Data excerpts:

=== Section Start ===

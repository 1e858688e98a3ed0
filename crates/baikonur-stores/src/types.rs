//! Common types for the AppGallery adapter

use std::path::PathBuf;
use std::str::FromStr;

use serde::{Deserialize, Serialize};

use crate::error::StoreError;

/// AppGallery developer console, shown to the user after a successful publish
pub const APPGALLERY_CONSOLE_URL: &str =
    "https://developer.huawei.com/consumer/en/appgallery";

/// Vendor status message meaning the submission is still being processed,
/// not failed. Matched as a substring of `ret.msg`.
pub const TRANSIENT_COMPILE_MESSAGE: &str =
    "The package is being compiled, please try again in 3-5 minutes";

/// File extensions AppGallery Connect accepts for upload
#[derive(Debug, Clone, Copy, PartialEq, Eq, Serialize, Deserialize)]
#[serde(rename_all = "lowercase")]
pub enum FileExtension {
    Apk,
    Rpk,
    Pdf,
    Jpg,
    Jpeg,
    Png,
    Bmp,
    Mp4,
    Mov,
    Aab,
}

impl FileExtension {
    /// Extension string as it appears in file names and the `suffix` query
    pub fn as_str(&self) -> &'static str {
        match self {
            FileExtension::Apk => "apk",
            FileExtension::Rpk => "rpk",
            FileExtension::Pdf => "pdf",
            FileExtension::Jpg => "jpg",
            FileExtension::Jpeg => "jpeg",
            FileExtension::Png => "png",
            FileExtension::Bmp => "bmp",
            FileExtension::Mp4 => "mp4",
            FileExtension::Mov => "mov",
            FileExtension::Aab => "aab",
        }
    }
}

impl FromStr for FileExtension {
    type Err = StoreError;

    fn from_str(s: &str) -> Result<Self, Self::Err> {
        match s.to_lowercase().as_str() {
            "apk" => Ok(FileExtension::Apk),
            "rpk" => Ok(FileExtension::Rpk),
            "pdf" => Ok(FileExtension::Pdf),
            "jpg" => Ok(FileExtension::Jpg),
            "jpeg" => Ok(FileExtension::Jpeg),
            "png" => Ok(FileExtension::Png),
            "bmp" => Ok(FileExtension::Bmp),
            "mp4" => Ok(FileExtension::Mp4),
            "mov" => Ok(FileExtension::Mov),
            "aab" => Ok(FileExtension::Aab),
            other => Err(StoreError::ConfigurationError(format!(
                "Unsupported file extension '{}'. Expected one of apk, rpk, pdf, jpg, jpeg, png, bmp, mp4, mov, aab.",
                other
            ))),
        }
    }
}

impl std::fmt::Display for FileExtension {
    fn fmt(&self, f: &mut std::fmt::Formatter<'_>) -> std::fmt::Result {
        f.write_str(self.as_str())
    }
}

/// API credentials for AppGallery Connect
///
/// Supplied at the process boundary, used for one run, never persisted.
#[derive(Debug, Clone)]
pub struct Credentials {
    /// OAuth client ID
    pub client_id: String,
    /// OAuth client secret (the "client key" in the developer console)
    pub client_secret: String,
}

/// Everything one publish run needs, assembled once at the boundary
///
/// The orchestration never reads environment state; whatever the host
/// passed in (flags, env, action inputs) is resolved into this struct first.
#[derive(Debug, Clone)]
pub struct PublishConfig {
    pub credentials: Credentials,
    /// AppGallery app ID
    pub app_id: String,
    /// Artifact extension, drives the `suffix` query on the upload-url call
    pub file_extension: FileExtension,
    /// Local path of the artifact to upload
    pub file_path: PathBuf,
    /// Base file name registered with the app record (without extension)
    pub file_name: String,
    /// Trigger review submission after a successful registration
    pub submit: bool,
}

impl PublishConfig {
    /// Registered file name, `{file_name}.{extension}`
    pub fn qualified_file_name(&self) -> String {
        format!("{}.{}", self.file_name, self.file_extension)
    }
}

/// Parses the host's submit flag into a real boolean.
///
/// The GitHub Actions contract passes inputs as strings; "true", "1" and
/// "yes" (any case) opt in, everything else opts out. A host that already
/// has a native bool should pass it straight into [`PublishConfig`].
pub fn parse_submit_flag(raw: &str) -> bool {
    matches!(raw.trim().to_lowercase().as_str(), "true" | "1" | "yes")
}

/// Artifact metadata accumulated across the publish sequence
///
/// `size_bytes` and `dest_url` come from the vendor's upload response and
/// are only present after a successful upload.
#[derive(Debug, Clone, Serialize)]
pub struct FileDescriptor {
    pub file_name: String,
    pub file_extension: FileExtension,
    pub file_path: PathBuf,
    pub size_bytes: u64,
    pub dest_url: String,
}

/// What happened to the review submission step
#[derive(Debug, Clone, Copy, PartialEq, Eq, Serialize)]
#[serde(rename_all = "snake_case")]
pub enum SubmissionOutcome {
    /// Caller did not opt in to submission
    NotRequested,
    /// Vendor accepted the submission
    Submitted,
    /// Vendor is still compiling the package; submission should be retried
    /// later from the console. Treated as overall success.
    Pending,
}

/// Result of a successful publish run
#[derive(Debug, Clone, Serialize)]
pub struct Publication {
    /// Uploaded artifact with vendor-reported size and destination URL
    pub file: FileDescriptor,
    /// Fixed developer console URL
    pub console_url: &'static str,
    pub submission: SubmissionOutcome,
}

#[cfg(test)]
mod tests {
    use super::*;

    #[test]
    fn test_extension_parsing() {
        assert_eq!("apk".parse::<FileExtension>().unwrap(), FileExtension::Apk);
        assert_eq!("AAB".parse::<FileExtension>().unwrap(), FileExtension::Aab);
        assert_eq!("jpeg".parse::<FileExtension>().unwrap(), FileExtension::Jpeg);
        assert!("exe".parse::<FileExtension>().is_err());
        assert!("".parse::<FileExtension>().is_err());
    }

    #[test]
    fn test_submit_flag_parsing() {
        assert!(parse_submit_flag("true"));
        assert!(parse_submit_flag("True"));
        assert!(parse_submit_flag(" 1 "));
        assert!(parse_submit_flag("yes"));
        assert!(!parse_submit_flag("false"));
        assert!(!parse_submit_flag(""));
        assert!(!parse_submit_flag("no"));
        assert!(!parse_submit_flag("submit"));
    }

    #[test]
    fn test_qualified_file_name() {
        let config = PublishConfig {
            credentials: Credentials {
                client_id: "id".to_string(),
                client_secret: "secret".to_string(),
            },
            app_id: "100".to_string(),
            file_extension: FileExtension::Apk,
            file_path: PathBuf::from("/tmp/app.apk"),
            file_name: "release-1.2.3".to_string(),
            submit: false,
        };

        assert_eq!(config.qualified_file_name(), "release-1.2.3.apk");
    }
}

=== Section End ===

Work to be completed. Return all of the entries above exactly as they stand.

Answer section.
repository 1e858688e98a3ed0
filename crates/baikonur-stores/src/types.rs
//! Common types for the AppGallery adapter

use std::path::PathBuf;
use std::str::FromStr;

use serde::{Deserialize, Serialize};

use crate::error::StoreError;

/// AppGallery developer console, shown to the user after a successful publish
pub const APPGALLERY_CONSOLE_URL: &str =
    "https://developer.huawei.com/consumer/en/appgallery";

/// Vendor status message meaning the submission is still being processed,
/// not failed. Matched as a substring of `ret.msg`.
pub const TRANSIENT_COMPILE_MESSAGE: &str =
    "The package is being compiled, please try again in 3-5 minutes";

/// File extensions AppGallery Connect accepts for upload
#[derive(Debug, Clone, Copy, PartialEq, Eq, Serialize, Deserialize)]
#[serde(rename_all = "lowercase")]
pub enum FileExtension {
    Apk,
    Rpk,
    Pdf,
    Jpg,
    Jpeg,
    Png,
    Bmp,
    Mp4,
    Mov,
    Aab,
}

impl FileExtension {
    /// Extension string as it appears in file names and the `suffix` query
    pub fn as_str(&self) -> &'static str {
        match self {
            FileExtension::Apk => "apk",
            FileExtension::Rpk => "rpk",
            FileExtension::Pdf => "pdf",
            FileExtension::Jpg => "jpg",
            FileExtension::Jpeg => "jpeg",
            FileExtension::Png => "png",
            FileExtension::Bmp => "bmp",
            FileExtension::Mp4 => "mp4",
            FileExtension::Mov => "mov",
            FileExtension::Aab => "aab",
        }
    }
}

impl FromStr for FileExtension {
    type Err = StoreError;

    fn from_str(s: &str) -> Result<Self, Self::Err> {
        match s.to_lowercase().as_str() {
            "apk" => Ok(FileExtension::Apk),
            "rpk" => Ok(FileExtension::Rpk),
            "pdf" => Ok(FileExtension::Pdf),
            "jpg" => Ok(FileExtension::Jpg),
            "jpeg" => Ok(FileExtension::Jpeg),
            "png" => Ok(FileExtension::Png),
            "bmp" => Ok(FileExtension::Bmp),
            "mp4" => Ok(FileExtension::Mp4),
            "mov" => Ok(FileExtension::Mov),
            "aab" => Ok(FileExtension::Aab),
            other => Err(StoreError::ConfigurationError(format!(
                "Unsupported file extension '{}'. Expected one of apk, rpk, pdf, jpg, jpeg, png, bmp, mp4, mov, aab.",
                other
            ))),
        }
    }
}

impl std::fmt::Display for FileExtension {
    fn fmt(&self, f: &mut std::fmt::Formatter<'_>) -> std::fmt::Result {
        f.write_str(self.as_str())
    }
}

/// API credentials for AppGallery Connect
///
/// Supplied at the process boundary, used for one run, never persisted.
#[derive(Debug, Clone)]
pub struct Credentials {
    /// OAuth client ID
    pub client_id: String,
    /// OAuth client secret (the "client key" in the developer console)
    pub client_secret: String,
}

/// Everything one publish run needs, assembled once at the boundary
///
/// The orchestration never reads environment state; whatever the host
/// passed in (flags, env, action inputs) is resolved into this struct first.
#[derive(Debug, Clone)]
pub struct PublishConfig {
    pub credentials: Credentials,
    /// AppGallery app ID
    pub app_id: String,
    /// Artifact extension, drives the `suffix` query on the upload-url call
    pub file_extension: FileExtension,
    /// Local path of the artifact to upload
    pub file_path: PathBuf,
    /// Base file name registered with the app record (without extension)
    pub file_name: String,
    /// Trigger review submission after a successful registration
    pub submit: bool,
}

impl PublishConfig {
    /// Registered file name, `{file_name}.{extension}`
    pub fn qualified_file_name(&self) -> String {
        format!("{}.{}", self.file_name, self.file_extension)
    }
}

/// Parses the host's submit flag into a real boolean.
///
/// The GitHub Actions contract passes inputs as strings; "true", "1" and
/// "yes" (any case) opt in, everything else opts out. A host that already
/// has a native bool should pass it straight into [`PublishConfig`].
pub fn parse_submit_flag(raw: &str) -> bool {
    matches!(raw.trim().to_lowercase().as_str(), "true" | "1" | "yes")
}

/// Artifact metadata accumulated across the publish sequence
///
/// `size_bytes` and `dest_url` come from the vendor's upload response and
/// are only present after a successful upload.
#[derive(Debug, Clone, Serialize)]
pub struct FileDescriptor {
    pub file_name: String,
    pub file_extension: FileExtension,
    pub file_path: PathBuf,
    pub size_bytes: u64,
    pub dest_url: String,
}

/// What happened to the review submission step
#[derive(Debug, Clone, Copy, PartialEq, Eq, Serialize)]
#[serde(rename_all = "snake_case")]
pub enum SubmissionOutcome {
    /// Caller did not opt in to submission
    NotRequested,
    /// Vendor accepted the submission
    Submitted,
    /// Vendor is still compiling the package; submission should be retried
    /// later from the console. Treated as overall success.
    Pending,
}

/// Result of a successful publish run
#[derive(Debug, Clone, Serialize)]
pub struct Publication {
    /// Uploaded artifact with vendor-reported size and destination URL
    pub file: FileDescriptor,
    /// Fixed developer console URL
    pub console_url: &'static str,
    pub submission: SubmissionOutcome,
}

#[cfg(test)]
mod tests {
    use super::*;

    #[test]
    fn test_extension_parsing() {
        assert_eq!("apk".parse::<FileExtension>().unwrap(), FileExtension::Apk);
        assert_eq!("AAB".parse::<FileExtension>().unwrap(), FileExtension::Aab);
        assert_eq!("jpeg".parse::<FileExtension>().unwrap(), FileExtension::Jpeg);
        assert!("exe".parse::<FileExtension>().is_err());
        assert!("".parse::<FileExtension>().is_err());
    }

    #[test]
    fn test_submit_flag_parsing() {
        assert!(parse_submit_flag("true"));
        assert!(parse_submit_flag("True"));
        assert!(parse_submit_flag(" 1 "));
        assert!(parse_submit_flag("yes"));
        assert!(!parse_submit_flag("false"));
        assert!(!parse_submit_flag(""));
        assert!(!parse_submit_flag("no"));
        assert!(!parse_submit_flag("submit"));
    }

    #[test]
    fn test_qualified_file_name() {
        let config = PublishConfig {
            credentials: Credentials {
                client_id: "id".to_string(),
                client_secret: "secret".to_string(),
            },
            app_id: "100".to_string(),
            file_extension: FileExtension::Apk,
            file_path: PathBuf::from("/tmp/app.apk"),
            file_name: "release-1.2.3".to_string(),
            submit: false,
        };

        assert_eq!(config.qualified_file_name(), "release-1.2.3.apk");
    }
}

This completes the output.